→ **WHAT THE TASK ASKS**
Read through the listing below and copy each line in which the word "scaling" occurs.

→ **DATASET ENTRIES**
▬▬▬

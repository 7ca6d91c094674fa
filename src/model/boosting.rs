//! Gradient-boosted regression trees under squared loss.

use ndarray::{Array1, Array2};
use serde::{Deserialize, Serialize};

use crate::model::error::ModelError;
use crate::model::tree::{DecisionTreeRegressor, FittedTree};
use crate::model::{check_features, check_training_data, FittedRegressor, Regressor};

/// Each stage fits a tree to the current residuals and adds it, shrunk by
/// the learning rate. The initial prediction is the target mean.
#[derive(Clone, Debug)]
pub struct GradientBoostingRegressor {
    n_estimators: usize,
    learning_rate: f64,
    max_depth: usize,
}

impl Default for GradientBoostingRegressor {
    fn default() -> Self {
        Self {
            n_estimators: 100,
            learning_rate: 0.1,
            max_depth: 5,
        }
    }
}

impl GradientBoostingRegressor {
    pub fn new(n_estimators: usize, learning_rate: f64, max_depth: usize) -> Self {
        Self {
            n_estimators,
            learning_rate,
            max_depth,
        }
    }
}

impl Regressor for GradientBoostingRegressor {
    type Fitted = FittedGradientBoosting;

    fn fit(&self, x: &Array2<f64>, y: &Array1<f64>) -> Result<FittedGradientBoosting, ModelError> {
        check_training_data(x, y)?;
        if !(self.learning_rate > 0.0 && self.learning_rate <= 1.0) {
            return Err(ModelError::InvalidParameter(format!(
                "learning rate must be in (0, 1], got {}",
                self.learning_rate
            )));
        }

        let init = y
            .mean()
            .ok_or_else(|| ModelError::EmptyData("no targets".to_string()))?;
        let base = DecisionTreeRegressor::new().with_max_depth(self.max_depth);

        let mut current = Array1::from_elem(y.len(), init);
        let mut stages = Vec::with_capacity(self.n_estimators);

        for _ in 0..self.n_estimators {
            let residual = y - &current;
            let tree = base.fit(x, &residual)?;
            current.scaled_add(self.learning_rate, &tree.predict(x)?);
            stages.push(tree);
        }

        Ok(FittedGradientBoosting {
            init,
            learning_rate: self.learning_rate,
            stages,
            n_features: x.ncols(),
        })
    }
}

#[derive(Clone, Debug, PartialEq, Serialize, Deserialize)]
pub struct FittedGradientBoosting {
    init: f64,
    learning_rate: f64,
    stages: Vec<FittedTree>,
    n_features: usize,
}

impl FittedGradientBoosting {
    pub fn n_stages(&self) -> usize {
        self.stages.len()
    }
}

impl FittedRegressor for FittedGradientBoosting {
    fn predict(&self, x: &Array2<f64>) -> Result<Array1<f64>, ModelError> {
        check_features(self.n_features, x)?;
        let mut out = Array1::from_elem(x.nrows(), self.init);
        for tree in &self.stages {
            out.scaled_add(self.learning_rate, &tree.predict(x)?);
        }
        Ok(out)
    }

    fn n_features_in(&self) -> usize {
        self.n_features
    }
}

#[cfg(test)]
mod tests {
    use super::*;

    #[test]
    fn test_boosting_reduces_training_error() {
        let x = Array2::from_shape_fn((40, 1), |(i, _)| i as f64);
        let y = x.column(0).mapv(|v| (v / 4.0).sin() * 10.0 + v);

        let mse = |stages: usize| {
            let fitted = GradientBoostingRegressor::new(stages, 0.1, 3)
                .fit(&x, &y)
                .unwrap();
            let pred = fitted.predict(&x).unwrap();
            (&pred - &y).mapv(|e| e * e).mean().unwrap()
        };

        assert!(mse(50) < mse(5));
        assert!(mse(5) < mse(0));
    }

    #[test]
    fn test_zero_stages_predicts_mean() {
        let x = Array2::from_shape_fn((4, 1), |(i, _)| i as f64);
        let y = Array1::from(vec![1.0, 2.0, 3.0, 6.0]);

        let fitted = GradientBoostingRegressor::new(0, 0.1, 3).fit(&x, &y).unwrap();
        assert_eq!(fitted.predict(&x).unwrap().to_vec(), vec![3.0; 4]);
    }

    #[test]
    fn test_boosting_invalid_learning_rate() {
        let x = Array2::<f64>::zeros((2, 1));
        let y = Array1::<f64>::zeros(2);
        assert!(GradientBoostingRegressor::new(10, 0.0, 3).fit(&x, &y).is_err());
    }
}
//! Data preprocessing transformers.
//!
//! Transformers follow a type-state pattern: an unfitted value carries
//! hyperparameters, `fit` returns a separate fitted value that owns the
//! learned state, and only the fitted value can `transform`.
//!
//! # Core Traits
//!
//! - [`Transformer`]: Unfitted transformer with hyperparameters
//! - [`FittedTransformer`]: Fitted transformer ready for inference
//!
//! # Available Transformers
//!
//! - [`OneHotEncoder`]: categorical strings to indicator columns
//! - [`StandardScaler`]: Z-score normalization
//! - [`FeatureTransformer`]: both of the above applied to a [`FeatureFrame`](crate::features::FeatureFrame)
//!
//! # Example
//!
//! ```ignore
//! use rental_ml::features::{FeatureFrame, PriceFeatures};
//! use rental_ml::preprocessing::{FeatureTransformer, FittedTransformer, Transformer};
//!
//! let frame = FeatureFrame::from_rows(&rows);
//! let fitted = FeatureTransformer::new().fit(&frame)?;
//! let matrix = fitted.transform(&FeatureFrame::from_row(&request))?;
//! ```

pub mod column_transformer;
pub mod encoding;
pub mod error;
pub mod scaling;
pub mod traits;

pub use column_transformer::{FeatureTransformer, FittedFeatureTransformer};
pub use encoding::{FittedOneHotEncoder, HandleUnknown, OneHotEncoder};
pub use error::PreprocessingError;
pub use scaling::{FittedStandardScaler, StandardScaler};
pub use traits::{FittedTransformer, Transformer};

▬▬▬

→ **OUTPUT**
pub mod scaling;
pub use scaling::{FittedStandardScaler, StandardScaler};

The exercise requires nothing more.